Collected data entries
○ ○ ○ ○ ○ ○ ○
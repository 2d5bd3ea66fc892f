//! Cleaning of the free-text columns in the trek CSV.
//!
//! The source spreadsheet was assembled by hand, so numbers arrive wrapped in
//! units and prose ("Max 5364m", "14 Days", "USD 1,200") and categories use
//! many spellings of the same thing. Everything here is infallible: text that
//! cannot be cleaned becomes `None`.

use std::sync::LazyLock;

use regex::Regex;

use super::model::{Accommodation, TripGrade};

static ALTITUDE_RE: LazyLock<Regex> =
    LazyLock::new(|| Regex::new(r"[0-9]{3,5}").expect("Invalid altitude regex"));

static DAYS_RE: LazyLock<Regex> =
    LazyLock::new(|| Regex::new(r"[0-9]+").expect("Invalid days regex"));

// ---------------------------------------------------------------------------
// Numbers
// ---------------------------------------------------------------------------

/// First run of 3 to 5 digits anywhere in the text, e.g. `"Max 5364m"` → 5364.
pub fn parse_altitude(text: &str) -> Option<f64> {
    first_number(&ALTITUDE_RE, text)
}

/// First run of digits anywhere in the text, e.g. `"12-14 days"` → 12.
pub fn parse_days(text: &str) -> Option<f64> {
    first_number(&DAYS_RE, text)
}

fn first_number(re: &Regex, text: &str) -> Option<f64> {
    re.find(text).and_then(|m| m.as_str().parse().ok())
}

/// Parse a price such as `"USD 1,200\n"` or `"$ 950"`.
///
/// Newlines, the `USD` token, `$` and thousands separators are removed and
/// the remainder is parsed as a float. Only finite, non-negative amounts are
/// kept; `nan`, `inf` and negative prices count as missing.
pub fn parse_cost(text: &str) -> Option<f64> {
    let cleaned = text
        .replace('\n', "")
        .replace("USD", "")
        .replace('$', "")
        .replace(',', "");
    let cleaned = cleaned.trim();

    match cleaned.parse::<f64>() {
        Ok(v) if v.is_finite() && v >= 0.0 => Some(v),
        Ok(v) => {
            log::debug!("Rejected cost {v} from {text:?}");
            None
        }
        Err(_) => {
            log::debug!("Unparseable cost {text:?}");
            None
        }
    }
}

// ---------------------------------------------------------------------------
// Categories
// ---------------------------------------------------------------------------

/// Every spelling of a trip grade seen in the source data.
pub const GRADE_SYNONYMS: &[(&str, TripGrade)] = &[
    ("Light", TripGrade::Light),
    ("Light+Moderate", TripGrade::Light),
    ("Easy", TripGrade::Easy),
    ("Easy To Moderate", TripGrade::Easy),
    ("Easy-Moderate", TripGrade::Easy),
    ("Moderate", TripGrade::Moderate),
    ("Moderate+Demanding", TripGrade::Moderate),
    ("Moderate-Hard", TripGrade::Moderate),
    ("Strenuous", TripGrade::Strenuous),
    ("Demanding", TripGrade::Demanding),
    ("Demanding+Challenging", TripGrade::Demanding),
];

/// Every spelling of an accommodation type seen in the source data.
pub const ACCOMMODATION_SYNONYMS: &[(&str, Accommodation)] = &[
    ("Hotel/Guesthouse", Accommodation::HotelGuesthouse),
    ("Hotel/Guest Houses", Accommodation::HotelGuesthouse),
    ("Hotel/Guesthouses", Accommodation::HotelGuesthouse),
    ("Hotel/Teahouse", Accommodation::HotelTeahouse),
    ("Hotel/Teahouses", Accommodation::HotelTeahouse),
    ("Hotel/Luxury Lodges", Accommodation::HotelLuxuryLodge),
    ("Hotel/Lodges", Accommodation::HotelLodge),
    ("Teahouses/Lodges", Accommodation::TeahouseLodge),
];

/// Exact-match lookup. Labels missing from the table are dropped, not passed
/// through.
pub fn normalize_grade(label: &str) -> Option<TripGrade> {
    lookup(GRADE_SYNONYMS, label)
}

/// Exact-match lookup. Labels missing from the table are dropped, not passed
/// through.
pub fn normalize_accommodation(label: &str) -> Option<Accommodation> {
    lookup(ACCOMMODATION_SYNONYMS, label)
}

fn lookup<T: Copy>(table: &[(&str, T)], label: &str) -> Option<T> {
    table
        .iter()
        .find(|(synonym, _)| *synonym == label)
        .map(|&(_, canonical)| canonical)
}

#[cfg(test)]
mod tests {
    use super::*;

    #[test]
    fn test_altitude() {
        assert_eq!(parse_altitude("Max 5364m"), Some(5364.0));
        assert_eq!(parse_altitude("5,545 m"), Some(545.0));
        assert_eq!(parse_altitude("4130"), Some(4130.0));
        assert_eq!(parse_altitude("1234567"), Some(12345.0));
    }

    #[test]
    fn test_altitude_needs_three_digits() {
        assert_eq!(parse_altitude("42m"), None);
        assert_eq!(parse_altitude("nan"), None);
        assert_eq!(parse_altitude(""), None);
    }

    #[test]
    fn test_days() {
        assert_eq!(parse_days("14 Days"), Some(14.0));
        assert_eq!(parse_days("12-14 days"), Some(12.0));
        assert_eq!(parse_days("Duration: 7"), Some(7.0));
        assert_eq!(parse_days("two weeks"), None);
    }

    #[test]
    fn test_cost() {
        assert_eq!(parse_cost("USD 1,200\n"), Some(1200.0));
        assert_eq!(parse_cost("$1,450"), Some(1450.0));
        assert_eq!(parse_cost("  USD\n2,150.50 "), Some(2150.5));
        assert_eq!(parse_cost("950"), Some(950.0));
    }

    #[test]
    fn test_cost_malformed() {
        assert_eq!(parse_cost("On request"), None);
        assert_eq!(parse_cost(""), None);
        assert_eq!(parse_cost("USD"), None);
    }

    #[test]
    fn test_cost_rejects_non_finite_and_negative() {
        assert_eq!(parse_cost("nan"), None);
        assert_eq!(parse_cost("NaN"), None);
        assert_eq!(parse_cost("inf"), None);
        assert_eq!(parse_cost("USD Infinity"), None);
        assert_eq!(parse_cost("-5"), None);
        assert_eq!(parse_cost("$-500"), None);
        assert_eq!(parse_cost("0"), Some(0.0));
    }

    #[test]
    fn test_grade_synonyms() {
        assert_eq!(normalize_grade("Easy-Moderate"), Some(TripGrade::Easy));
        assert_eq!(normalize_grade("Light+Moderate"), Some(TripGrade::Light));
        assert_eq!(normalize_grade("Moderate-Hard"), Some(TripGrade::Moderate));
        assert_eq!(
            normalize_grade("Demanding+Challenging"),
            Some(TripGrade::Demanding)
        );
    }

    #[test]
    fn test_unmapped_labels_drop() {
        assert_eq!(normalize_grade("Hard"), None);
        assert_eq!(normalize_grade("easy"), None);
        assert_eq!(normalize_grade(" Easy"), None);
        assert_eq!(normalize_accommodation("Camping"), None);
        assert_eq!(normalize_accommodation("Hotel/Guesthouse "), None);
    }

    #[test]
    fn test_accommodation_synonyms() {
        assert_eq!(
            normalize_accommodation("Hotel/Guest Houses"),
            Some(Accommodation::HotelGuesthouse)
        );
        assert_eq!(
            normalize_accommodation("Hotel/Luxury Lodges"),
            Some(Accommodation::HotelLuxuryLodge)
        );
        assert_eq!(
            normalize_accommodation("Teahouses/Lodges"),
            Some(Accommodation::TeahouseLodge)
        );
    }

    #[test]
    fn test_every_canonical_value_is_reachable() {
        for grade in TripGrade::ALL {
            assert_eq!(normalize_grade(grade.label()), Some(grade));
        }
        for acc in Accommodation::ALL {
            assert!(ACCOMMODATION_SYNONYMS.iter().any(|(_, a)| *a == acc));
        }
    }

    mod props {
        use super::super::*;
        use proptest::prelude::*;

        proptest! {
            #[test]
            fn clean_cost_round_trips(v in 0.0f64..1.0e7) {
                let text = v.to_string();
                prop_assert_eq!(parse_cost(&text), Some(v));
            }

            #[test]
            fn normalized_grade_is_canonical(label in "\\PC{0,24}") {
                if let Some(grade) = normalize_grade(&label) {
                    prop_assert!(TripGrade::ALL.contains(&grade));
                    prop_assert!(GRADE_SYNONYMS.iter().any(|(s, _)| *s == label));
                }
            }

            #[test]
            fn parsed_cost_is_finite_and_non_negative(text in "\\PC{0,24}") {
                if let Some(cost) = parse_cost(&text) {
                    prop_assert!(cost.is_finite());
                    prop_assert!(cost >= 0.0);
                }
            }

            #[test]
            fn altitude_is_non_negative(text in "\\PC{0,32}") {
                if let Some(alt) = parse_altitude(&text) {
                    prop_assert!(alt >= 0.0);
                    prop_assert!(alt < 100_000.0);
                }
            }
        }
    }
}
○ ○ ○ ○ ○ ○ ○
What the exercise asks: Pull out each line of the entries that contains "iter".

Completed exercise:
        .iter()
            assert!(ACCOMMODATION_SYNONYMS.iter().any(|(_, a)| *a == acc));
                    prop_assert!(GRADE_SYNONYMS.iter().any(|(s, _)| *s == label));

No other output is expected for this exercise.